JCVI gets $2.4 million NSF grant to develop Arabidopsis Information Portal
The J Craig Venter Institute (JCVI), a not-for-profit genomics research institute, has received $2.4 million grant which will represent the first year of a two year award from The National Science Foundation (NSF) to fund the first phase of a planned five year project to develop the Arabidopsis Information Portal (AIP).
Christopher Town, Ph.D., is principal investigator on the grant along with other JCVI researchers is collaborating with scientists from the Texas Advanced Computing Centre (TACC) and the University of Cambridge in the United Kingdom, to use a combination of data federation and web services technologies to provide the Arabidopsis community with integrated views of a wide range of relevant data types.
Arabidopsis thaliana, a small flowering plant native to Europe and Asia, is considered a model organism, having been studied since the early 1900’s. In 2000 the Arabidopsis Genome Initiative, of which JCVI researchers were a part, completed the sequencing of this first plant genome. Arabidopsis has a relatively small genome but has about 27,000 genes, similar to the number in humans. Since then, Town has continued to lead Arabidopsis research at JCVI in a series of functional genomics projects under the NSF 2010 Programme.
The AIP concept was developed in a series of workshops organized by the International Arabidopsis Informatics Consortium following the announcement that funding for The Arabidopsis Information Resource (TAIR) would terminate in August 2013. In addition to hosting all the data currently in TAIR, the AIP will provide access to and integration of a more diverse set of data types, such as expression data, protein interaction data and data from the 1001 Genomes Project, which is an online catalogue of Arabidopsis genetic variation.

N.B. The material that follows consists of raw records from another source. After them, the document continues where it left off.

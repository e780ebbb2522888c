//! Configuration for the imgwatch daemon.

use crate::CoreError;
use imgwatch_indexer::WatcherOptions;
use imgwatch_ipc::MAX_MESSAGE_SIZE;
use serde::{Deserialize, Serialize};
use std::path::{Path, PathBuf};
use std::time::Duration;

/// Address the daemon listens on when nothing else is configured
pub const DEFAULT_LISTEN_ADDR: &str = "127.0.0.1:8080";

/// Room left in a frame for the request envelope around upload bytes
const FRAME_OVERHEAD: usize = 1024 * 1024;

/// Daemon configuration
#[derive(Debug, Clone, Serialize, Deserialize)]
pub struct DaemonConfig {
    /// TCP address for the request server
    #[serde(default = "default_listen_addr")]
    pub listen_addr: String,

    /// Directory whose images are indexed
    #[serde(default = "default_watch_dir")]
    pub watch_dir: PathBuf,

    /// Quiet period before filesystem events are delivered
    #[serde(default = "default_debounce_ms")]
    pub debounce_ms: u64,

    /// Largest accepted upload in bytes (default: 32MB)
    #[serde(default = "default_max_upload_bytes")]
    pub max_upload_bytes: usize,

    /// Log level (trace, debug, info, warn, error)
    #[serde(default = "default_log_level")]
    pub log_level: String,

    /// PID file path
    #[serde(default = "default_pid_file")]
    pub pid_file: PathBuf,
}

fn default_listen_addr() -> String {
    DEFAULT_LISTEN_ADDR.to_string()
}

fn default_watch_dir() -> PathBuf {
    PathBuf::from(".")
}

fn default_debounce_ms() -> u64 {
    100
}

fn default_max_upload_bytes() -> usize {
    32 * 1024 * 1024 // 32MB
}

fn default_log_level() -> String {
    "info".to_string()
}

fn default_pid_file() -> PathBuf {
    PathBuf::from("/tmp/imgwatch.pid")
}

impl Default for DaemonConfig {
    fn default() -> Self {
        Self {
            listen_addr: default_listen_addr(),
            watch_dir: default_watch_dir(),
            debounce_ms: default_debounce_ms(),
            max_upload_bytes: default_max_upload_bytes(),
            log_level: default_log_level(),
            pid_file: default_pid_file(),
        }
    }
}

impl DaemonConfig {
    /// Per-user data directory (`~/.imgwatch`)
    pub fn data_dir() -> PathBuf {
        dirs::home_dir()
            .unwrap_or_else(|| PathBuf::from("."))
            .join(".imgwatch")
    }

    /// Load `~/.imgwatch/config.yaml`, falling back to defaults
    pub fn load() -> Self {
        let config_path = Self::data_dir().join("config.yaml");

        if config_path.exists() {
            match Self::load_from(&config_path) {
                Ok(config) => return config,
                Err(e) => {
                    tracing::warn!("Ignoring config file: {}", e);
                }
            }
        }

        Self::default()
    }

    /// Load configuration from a specific path
    pub fn load_from(path: &Path) -> Result<Self, CoreError> {
        let content = std::fs::read_to_string(path)?;
        serde_yaml::from_str(&content).map_err(|e| CoreError::ConfigParse {
            path: path.to_path_buf(),
            message: e.to_string(),
        })
    }

    /// Reject values the daemon cannot run with
    pub fn validate(&self) -> Result<(), CoreError> {
        if self.listen_addr.trim().is_empty() {
            return Err(CoreError::InvalidConfig(
                "listen_addr must not be empty".to_string(),
            ));
        }

        if self.max_upload_bytes == 0 {
            return Err(CoreError::InvalidConfig(
                "max_upload_bytes must be positive".to_string(),
            ));
        }

        // Bytes travel as a MessagePack array, up to two bytes per byte
        let ceiling = (MAX_MESSAGE_SIZE - FRAME_OVERHEAD) / 2;
        if self.max_upload_bytes > ceiling {
            return Err(CoreError::InvalidConfig(format!(
                "max_upload_bytes must be at most {} bytes",
                ceiling
            )));
        }

        Ok(())
    }

    /// Watcher settings derived from this config
    pub fn watcher_options(&self) -> WatcherOptions {
        WatcherOptions {
            debounce_duration: Duration::from_millis(self.debounce_ms),
            ..Default::default()
        }
    }
}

The AIP will have a modular design that will allow community members worldwide to develop and plug in both data and analysis modules, thus allowing costs to be distributed across multiple countries and funding agencies. Staff from TAIR will assist in providing data from the current TAIR database to the AIP in the first year of the grant.

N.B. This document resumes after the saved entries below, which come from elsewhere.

//! IPC Protocol definitions for imgwatch daemon communication.
//!
//! Uses MessagePack for efficient serialization, framed with a 4-byte
//! little-endian length prefix.

use crate::IpcError;
use serde::{Deserialize, Serialize};
use std::path::PathBuf;
use tokio::io::{AsyncRead, AsyncReadExt, AsyncWrite, AsyncWriteExt};

/// Maximum framed message size (128MB)
pub const MAX_MESSAGE_SIZE: usize = 128 * 1024 * 1024;

/// Request from client to daemon
#[derive(Debug, Clone, Serialize, Deserialize)]
#[serde(tag = "action", rename_all = "snake_case")]
pub enum Request {
    /// List every indexed image
    ListImages,

    /// Fetch one image's metadata and bytes
    GetImage { name: String },

    /// Delete an image file from the watched directory
    RemoveImage { name: String },

    /// Store a new image file in the watched directory
    UploadImage { name: String, data: Vec<u8> },

    /// Get daemon status
    Status,

    /// Graceful shutdown
    Shutdown,

    /// Ping for health check
    Ping,
}

impl Request {
    /// Short name used in request logs.
    pub fn action(&self) -> &'static str {
        match self {
            Request::ListImages => "list_images",
            Request::GetImage { .. } => "get_image",
            Request::RemoveImage { .. } => "remove_image",
            Request::UploadImage { .. } => "upload_image",
            Request::Status => "status",
            Request::Shutdown => "shutdown",
            Request::Ping => "ping",
        }
    }

    /// Whether the request changes the watched directory.
    pub fn mutates(&self) -> bool {
        matches!(
            self,
            Request::RemoveImage { .. } | Request::UploadImage { .. }
        )
    }
}

/// Image metadata as exposed to clients
#[derive(Debug, Clone, Serialize, Deserialize, PartialEq, Eq)]
pub struct ImageInfo {
    pub name: String,
    pub width: u32,
    pub height: u32,
}

/// Response from daemon to client
#[derive(Debug, Clone, Serialize, Deserialize)]
#[serde(tag = "status", rename_all = "snake_case")]
pub enum Response {
    /// Success with optional data
    Ok {
        #[serde(skip_serializing_if = "Option::is_none")]
        data: Option<ResponseData>,
    },

    /// Acknowledgment for requests with no payload
    Ack,

    /// Error response
    Error { code: ErrorCode, message: String },
}

impl Response {
    /// Create a success response with data
    pub fn ok_with(data: ResponseData) -> Self {
        Response::Ok { data: Some(data) }
    }

    /// Create an acknowledgment response
    pub fn ack() -> Self {
        Response::Ack
    }

    /// Create an error response
    pub fn error(code: ErrorCode, message: impl Into<String>) -> Self {
        Response::Error {
            code,
            message: message.into(),
        }
    }
}

/// Response data variants
#[derive(Debug, Clone, Serialize, Deserialize)]
#[serde(tag = "type", rename_all = "snake_case")]
pub enum ResponseData {
    /// Index snapshot, sorted by name
    Images { images: Vec<ImageInfo> },

    /// A single image with its file contents
    Image { info: ImageInfo, data: Vec<u8> },

    /// Daemon status
    Status {
        version: String,
        uptime_secs: u64,
        watch_dir: PathBuf,
        images_indexed: usize,
        /// Change events that modified the index
        #[serde(default)]
        events_applied: u64,
        /// Total requests handled
        #[serde(default)]
        requests_total: u64,
        /// Average request latency in milliseconds
        #[serde(default)]
        avg_latency_ms: u64,
    },

    /// Metadata of a freshly uploaded image
    Stored { info: ImageInfo },

    /// Pong response
    Pong { timestamp: i64 },
}

/// Error codes for error responses
#[derive(Debug, Clone, Copy, Serialize, Deserialize, PartialEq, Eq)]
#[serde(rename_all = "snake_case")]
pub enum ErrorCode {
    /// Request format is invalid
    InvalidRequest,
    /// Name contains a directory component
    InvalidName,
    /// No such image
    NotFound,
    /// Uploaded content is not a recognized image
    NotAnImage,
    /// Payload exceeds the configured limit
    TooLarge,
    /// Internal daemon error
    InternalError,
    /// Daemon is shutting down
    ShuttingDown,
}

/// Read one length-prefixed frame.
pub(crate) async fn read_frame<R: AsyncRead + Unpin>(reader: &mut R) -> Result<Vec<u8>, IpcError> {
    let mut len_buf = [0u8; 4];
    reader.read_exact(&mut len_buf).await?;
    let len = u32::from_le_bytes(len_buf) as usize;

    if len > MAX_MESSAGE_SIZE {
        return Err(IpcError::RequestTooLarge);
    }

    let mut buf = vec![0u8; len];
    reader.read_exact(&mut buf).await?;
    Ok(buf)
}

/// Write one length-prefixed frame.
pub(crate) async fn write_frame<W: AsyncWrite + Unpin>(
    writer: &mut W,
    bytes: &[u8],
) -> Result<(), IpcError> {
    if bytes.len() > MAX_MESSAGE_SIZE {
        return Err(IpcError::RequestTooLarge);
    }

    let len_bytes = (bytes.len() as u32).to_le_bytes();
    writer.write_all(&len_bytes).await?;
    writer.write_all(bytes).await?;
    writer.flush().await?;
    Ok(())
}

#[cfg(test)]
mod tests {
    use super::*;

    #[test]
    fn test_request_serialization() {
        let req = Request::GetImage {
            name: "a.png".to_string(),
        };

        // Test JSON serialization (for debugging)
        let json = serde_json::to_string(&req).unwrap();
        assert!(json.contains("get_image"));
        assert!(json.contains("a.png"));

        // Test MessagePack round-trip
        let msgpack = rmp_serde::to_vec(&req).unwrap();
        let decoded: Request = rmp_serde::from_slice(&msgpack).unwrap();

        if let Request::GetImage { name } = decoded {
            assert_eq!(name, "a.png");
        } else {
            panic!("Decoded wrong variant");
        }
    }

    #[test]
    fn test_request_from_json() {
        let req: Request = serde_json::from_str(r#"{"action":"list_images"}"#).unwrap();
        assert!(matches!(req, Request::ListImages));

        let req: Request =
            serde_json::from_str(r#"{"action":"remove_image","name":"old.jpg"}"#).unwrap();
        assert_eq!(req.action(), "remove_image");
    }

    #[test]
    fn test_upload_request_keeps_bytes() {
        let data: Vec<u8> = (0..=255).collect();
        let req = Request::UploadImage {
            name: "b.png".to_string(),
            data: data.clone(),
        };

        let msgpack = rmp_serde::to_vec(&req).unwrap();
        let decoded: Request = rmp_serde::from_slice(&msgpack).unwrap();

        if let Request::UploadImage { name, data: got } = decoded {
            assert_eq!(name, "b.png");
            assert_eq!(got, data);
        } else {
            panic!("Decoded wrong variant");
        }
    }

    #[test]
    fn test_images_response_roundtrip() {
        let images = vec![
            ImageInfo {
                name: "a.png".to_string(),
                width: 10,
                height: 20,
            },
            ImageInfo {
                name: "b.jpg".to_string(),
                width: 5,
                height: 5,
            },
        ];

        let response = Response::ok_with(ResponseData::Images {
            images: images.clone(),
        });
        let msgpack = rmp_serde::to_vec(&response).unwrap();
        let decoded: Response = rmp_serde::from_slice(&msgpack).unwrap();

        if let Response::Ok {
            data: Some(ResponseData::Images { images: got }),
        } = decoded
        {
            assert_eq!(got, images);
        } else {
            panic!("Decoded wrong response variant");
        }
    }

    #[test]
    fn test_status_response_serialization() {
        let resp = Response::ok_with(ResponseData::Status {
            version: "0.1.0".to_string(),
            uptime_secs: 3600,
            watch_dir: PathBuf::from("/srv/images"),
            images_indexed: 2,
            events_applied: 7,
            requests_total: 100,
            avg_latency_ms: 5,
        });

        let json = serde_json::to_string(&resp).unwrap();
        assert!(json.contains("ok"));
        assert!(json.contains("/srv/images"));
    }

    #[tokio::test]
    async fn test_frame_roundtrip_and_limit() {
        let mut buf = Vec::new();
        write_frame(&mut buf, b"hello").await.unwrap();
        assert_eq!(&buf[..4], &5u32.to_le_bytes());

        let mut reader = buf.as_slice();
        assert_eq!(read_frame(&mut reader).await.unwrap(), b"hello");

        let oversized = ((MAX_MESSAGE_SIZE + 1) as u32).to_le_bytes();
        let mut reader = &oversized[..];
        assert!(matches!(
            read_frame(&mut reader).await,
            Err(IpcError::RequestTooLarge)
        ));
    }

    #[test]
    fn test_error_response_serialization() {
        let resp = Response::error(ErrorCode::NotAnImage, "Request content is not an image");
        let json = serde_json::to_string(&resp).unwrap();
        assert!(json.contains("not_an_image"));
        assert!(json.contains("\"status\":\"error\""));
    }
}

"We look forward to undertaking this important resource development project that will serve the Arabidopsis community and enable all of us to continue to study and better understand this important model organism," said Christopher Town.
The JCVI is dedicated to the advancement of the science of genomics; the understanding of its implications for society; and communication of those results to the scientific community, the public, and policymakers.